Calder se aclaró la garganta.

—Ese tipo de favores siempre estaré dispuesto a concederlos.

—Bien. A cambio, recibirá abundante oro.

—¿En eso consiste la generosidad de los Magos? ¿En oro nada más?

—¿Qué esperaba, una bragueta mágica? Esto no es un cuento infantil. El oro lo es todo y todo lo compra. Poder, amor y seguridad. Es a la vez espada y escudo. No se puede dar mayor regalo. En cualquier caso, resulta que tengo otro —Bayaz hizo entonces una pausa, como un bromista a punto de contar el final de un chiste—. La vida de su hermano.
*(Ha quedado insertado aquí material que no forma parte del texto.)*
use std::path::Path;
use std::process::Command;

use anyhow::Context;

use crate::types::SweepResult;

/// Open `path` with the platform's default viewer without waiting for it to close.
pub fn open_in_viewer(path: &Path) -> SweepResult<()> {
    let mut command = viewer_command(path)?;
    log::debug!("Opening viewer: {command:?}");

    command
        .spawn()
        .with_context(|| format!("Failed to open {} in a viewer", path.display()))?;

    Ok(())
}

#[cfg(target_os = "windows")]
fn viewer_command(path: &Path) -> SweepResult<Command> {
    let mut command = Command::new("cmd");
    command.args(["/C", "start", ""]).arg(path);
    Ok(command)
}

#[cfg(target_os = "macos")]
fn viewer_command(path: &Path) -> SweepResult<Command> {
    let opener = which::which("open").context("'open' not found in PATH")?;
    let mut command = Command::new(opener);
    command.arg(path);
    Ok(command)
}

#[cfg(not(any(target_os = "windows", target_os = "macos")))]
fn viewer_command(path: &Path) -> SweepResult<Command> {
    let opener = which::which("xdg-open").context("'xdg-open' not found in PATH")?;
    let mut command = Command::new(opener);
    command.arg(path);
    Ok(command)
}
Calder notó que se le contraía la cara. ¿Era un gesto de esperanza o de decepción?

—Scale está muerto.

—No. Perdió la mano derecha en el Puente Viejo, pero sigue vivo. La Unión piensa liberar a todos los prisioneros. Como gesto de buena voluntad, como parte del histórico acuerdo de paz que acaba de aceptar sumamente agradecido. Podrá recoger a ese cabeza de chorlito mañana al mediodía.

—¿Qué debo hacer con él?

—No tengo intención alguna de indicarle qué ha de hacer con su regalo, pero uno no llega a rey sin hacer sacrificios. Y usted quiere ser rey, ¿verdad?

—Sí —las cosas habían cambiado mucho desde el inicio de la velada, pero de eso Calder estaba más seguro que nunca.
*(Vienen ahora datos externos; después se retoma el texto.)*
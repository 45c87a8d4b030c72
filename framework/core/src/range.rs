use crate::error::ConfigError;
use crate::value::ParamValue;

/// Upper bound on the number of values a single range may expand to.
pub const MAX_RANGE_VALUES: usize = 100_000;

/// A numeric bound of a [ValueRange].
#[derive(Debug, Clone, Copy, PartialEq)]
pub enum RangeBound {
    Int(i64),
    Float(f64),
}

impl RangeBound {
    fn as_f64(self) -> f64 {
        match self {
            RangeBound::Int(i) => i as f64,
            RangeBound::Float(f) => f,
        }
    }
}

/// A half open sweep `[start, stop)` with a fixed step, in the manner of `arange`.
///
/// Each value is computed as `start + k * step`, never by repeated addition, so the values
/// and their tokens are the same on every run.
#[derive(Debug, Clone, Copy, PartialEq)]
pub struct ValueRange {
    pub start: RangeBound,
    pub stop: RangeBound,
    pub step: RangeBound,
}

impl ValueRange {
    pub fn new(start: RangeBound, stop: RangeBound, step: RangeBound) -> Self {
        Self { start, stop, step }
    }

    /// Expand the range into candidate values for the parameter `name`.
    ///
    /// All-integer bounds produce integer values, any float bound produces float values.
    pub fn expand(&self, name: &str) -> Result<Vec<ParamValue>, ConfigError> {
        let invalid = |reason: String| ConfigError::InvalidRange {
            name: name.to_string(),
            reason,
        };

        match (self.start, self.stop, self.step) {
            (RangeBound::Int(start), RangeBound::Int(stop), RangeBound::Int(step)) => {
                if step <= 0 {
                    return Err(invalid(format!("step must be positive, got {step}")));
                }
                let span = i128::from(stop) - i128::from(start);
                if span <= 0 {
                    return Err(invalid(format!("range {start}..{stop} is empty")));
                }
                let count = (span + i128::from(step) - 1) / i128::from(step);
                check_count(count as u128, &invalid)?;

                Ok((0..count as i64)
                    .map(|k| ParamValue::Int(start + k * step))
                    .collect())
            }
            _ => {
                let (start, stop, step) =
                    (self.start.as_f64(), self.stop.as_f64(), self.step.as_f64());
                if !(start.is_finite() && stop.is_finite() && step.is_finite()) {
                    return Err(invalid("bounds must be finite".to_string()));
                }
                if step <= 0.0 {
                    return Err(invalid(format!("step must be positive, got {step}")));
                }
                let count = ((stop - start) / step).ceil();
                if count <= 0.0 {
                    return Err(invalid(format!("range {start}..{stop} is empty")));
                }
                if count > MAX_RANGE_VALUES as f64 {
                    return Err(invalid(format!(
                        "range expands to more than {MAX_RANGE_VALUES} values"
                    )));
                }

                Ok((0..count as usize)
                    .map(|k| ParamValue::Float(start + k as f64 * step))
                    .collect())
            }
        }
    }
}

fn check_count(count: u128, invalid: &impl Fn(String) -> ConfigError) -> Result<(), ConfigError> {
    if count > MAX_RANGE_VALUES as u128 {
        Err(invalid(format!(
            "range expands to more than {MAX_RANGE_VALUES} values"
        )))
    } else {
        Ok(())
    }
}

#[cfg(test)]
mod tests {
    use super::*;
    use pretty_assertions::assert_eq;

    fn tokens(values: Vec<ParamValue>) -> Vec<String> {
        values.iter().map(ParamValue::token).collect()
    }

    #[test]
    fn float_range_matches_arange() {
        let range = ValueRange::new(
            RangeBound::Float(0.5),
            RangeBound::Float(4.5),
            RangeBound::Float(0.5),
        );
        assert_eq!(
            tokens(range.expand("sigma").unwrap()),
            vec!["0.5", "1.0", "1.5", "2.0", "2.5", "3.0", "3.5", "4.0"]
        );
    }

    #[test]
    fn integer_range_is_stop_exclusive() {
        let range = ValueRange::new(RangeBound::Int(3), RangeBound::Int(10), RangeBound::Int(2));
        assert_eq!(
            range.expand("median-size").unwrap(),
            vec![
                ParamValue::Int(3),
                ParamValue::Int(5),
                ParamValue::Int(7),
                ParamValue::Int(9)
            ]
        );
    }

    #[test]
    fn mixed_bounds_produce_floats() {
        let range = ValueRange::new(
            RangeBound::Int(1),
            RangeBound::Int(2),
            RangeBound::Float(0.25),
        );
        assert_eq!(
            tokens(range.expand("sauvola-k").unwrap()),
            vec!["1.0", "1.25", "1.5", "1.75"]
        );
    }

    #[test]
    fn non_positive_step_is_rejected() {
        for step in [RangeBound::Int(0), RangeBound::Float(-0.5)] {
            let range = ValueRange::new(RangeBound::Int(0), RangeBound::Int(4), step);
            assert!(matches!(
                range.expand("sigma"),
                Err(ConfigError::InvalidRange { .. })
            ));
        }
    }

    #[test]
    fn empty_range_is_rejected() {
        let range = ValueRange::new(
            RangeBound::Float(4.0),
            RangeBound::Float(1.0),
            RangeBound::Float(0.5),
        );
        assert!(matches!(
            range.expand("sigma"),
            Err(ConfigError::InvalidRange { .. })
        ));
    }

    #[test]
    fn huge_range_is_rejected() {
        let range = ValueRange::new(
            RangeBound::Int(0),
            RangeBound::Int(i64::MAX),
            RangeBound::Int(1),
        );
        assert!(matches!(
            range.expand("trials"),
            Err(ConfigError::InvalidRange { .. })
        ));
    }
}
use std::env;
use std::ffi::OsString;
use std::path::{Path, PathBuf};

use anyhow::bail;
use anyhow::Context;

use crate::types::SweepResult;

/// Environment variable to override the path to the enhancement tool named in the experiment file.
pub const ITE_SWEEP_TOOL_PATH_ENV: &str = "ITE_SWEEP_TOOL_PATH";

/// Get the path to the enhancement tool.
///
/// If the [`ITE_SWEEP_TOOL_PATH_ENV`] environment variable is set, its value replaces `configured`.
/// A value that contains a path separator must point at an existing file. A bare name, such as
/// `ite`, is looked up in the user's `PATH`.
pub fn resolve_tool_path(configured: &Path) -> SweepResult<PathBuf> {
    resolve_tool_path_with_override(configured, env::var_os(ITE_SWEEP_TOOL_PATH_ENV))
}

pub(crate) fn resolve_tool_path_with_override(
    configured: &Path,
    env_override: Option<OsString>,
) -> SweepResult<PathBuf> {
    let requested = match env_override {
        Some(value) if value.is_empty() => {
            bail!("'{ITE_SWEEP_TOOL_PATH_ENV}' set to empty string");
        }
        Some(value) => {
            log::info!(
                "Using enhancement tool from '{ITE_SWEEP_TOOL_PATH_ENV}={}'",
                value.to_string_lossy()
            );
            PathBuf::from(value)
        }
        None => configured.to_path_buf(),
    };

    if requested.as_os_str().is_empty() {
        bail!("No enhancement tool configured");
    }

    if requested.components().count() > 1 {
        if !requested.exists() {
            bail!(
                "Enhancement tool '{path}' doesn't exist",
                path = requested.display()
            );
        }
        return Ok(requested);
    }

    log::debug!(
        "'{}' is not a path so looking in user's 'PATH'",
        requested.display()
    );
    which::which(&requested).with_context(|| {
        format!(
            "Enhancement tool '{name}' not found in PATH. Build the tool or set '{ITE_SWEEP_TOOL_PATH_ENV}' to the correct path.",
            name = requested.display()
        )
    })
}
El Primero de los Magos se levantó y cogió su cayado mientras el sirviente se disponía a recoger ágilmente los platos.

—Entonces, un hermano mayor siempre es una terrible molestia.

Calder observó un momento cómo el Mago miraba tranquilamente los campos envueltos en sombras como si estuvieran llenos de flores en vez de cadáveres.
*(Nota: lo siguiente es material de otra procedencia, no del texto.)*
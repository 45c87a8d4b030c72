use std::path::PathBuf;

use clap::Parser;

use crate::config::HarnessConfig;
use crate::run::RunOptions;

#[derive(Parser, Debug)]
#[command(about, long_about = None)]
pub struct SweepCli {
    /// The experiment file describing the harness settings and the parameter grid
    #[clap(short, long)]
    pub config: PathBuf,

    /// The enhancement tool to run, overriding the experiment file.
    ///
    /// The `ITE_SWEEP_TOOL_PATH` environment variable takes precedence over both.
    #[clap(long)]
    pub executable: Option<PathBuf>,

    /// The input image, overriding the experiment file
    #[clap(short, long)]
    pub input: Option<PathBuf>,

    /// The directory to write results to, overriding the experiment file
    #[clap(short, long)]
    pub output_dir: Option<PathBuf>,

    /// The number of columns in the comparison mosaic
    #[clap(long)]
    pub columns: Option<usize>,

    /// Do not show a progress bar on the CLI.
    ///
    /// This is recommended for CI/CD environments where the progress bar isn't being looked at by anyone and is just adding noise to the logs.
    #[clap(long, default_value = "false")]
    pub no_progress: bool,

    /// Do not render the comparison mosaic after the scenarios have run
    #[clap(long, default_value = "false")]
    pub no_mosaic: bool,

    /// Open the comparison mosaic in the platform image viewer once it is written
    #[clap(long, default_value = "false")]
    pub show: bool,

    /// Print the command line of every scenario without running anything
    #[clap(long, default_value = "false")]
    pub dry_run: bool,
}

impl SweepCli {
    /// Apply the command line overrides on top of the experiment file settings.
    pub fn apply(&self, harness: &mut HarnessConfig) {
        if let Some(executable) = &self.executable {
            harness.executable = executable.clone();
        }
        if let Some(input) = &self.input {
            harness.input_path = input.clone();
        }
        if let Some(output_dir) = &self.output_dir {
            // A mosaic path from the file is kept, the default one follows the new directory.
            harness.output_dir = output_dir.clone();
        }
        if let Some(columns) = self.columns {
            harness.columns = columns;
        }
    }

    pub fn run_options(&self) -> RunOptions {
        RunOptions {
            no_progress: self.no_progress,
            no_mosaic: self.no_mosaic,
            show: self.show,
            dry_run: self.dry_run,
        }
    }
}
—¿Ha comido aquí, a una meada de distancia de una fosa común… sólo para demostrarme lo despiadado que es?

—¿Acaso todo debe tener un motivo siniestro? He comido aquí porque tenía hambre —Bayaz ladeó la cabeza mientras miraba desde arriba a Calder. Como un pájaro a un gusano—. Las tumbas no significan nada para mí.

—¿Y los cuchillos —murmuró Calder— y las amenazas y los sobornos y la guerra?

Los ojos de Bayaz resplandecieron bajo la luz de la lámpara.

—¿Sí?

—¿Qué clase de mago es usted?

—La clase de mago a la que uno obedece.

El sirviente fue a recoger su plato, pero Calder lo agarró de la muñeca antes de que pudiera hacerlo.

—Déjalo. Puede que me entre hambre más tarde.

El Mago sonrió al oír aquello.

—¿Qué te había dicho, Yoru? Tiene más estómago de lo que tú pensabas —dijo, mientras se despedía agitando la mano por encima del hombro mientras se alejaba—. Creo que, por ahora, el Norte está en buenas manos.

El sirviente de Bayaz tomó la cesta, descolgó la lámpara y siguió a su amo.

—¿Y el postre? —gritó Calder tras ellos.

El sirviente le dedicó una última sonrisa burlona.

—Lo tiene Dow el Negro.

La luz de la lámpara los siguió alrededor de la casa hasta que ambos desaparecieron, dejando a Calder hundido en su silla de mimbre en mitad de la oscuridad, respirando profundamente, dominado por una mezcla de decepción desoladora y de un alivio más desolador aún.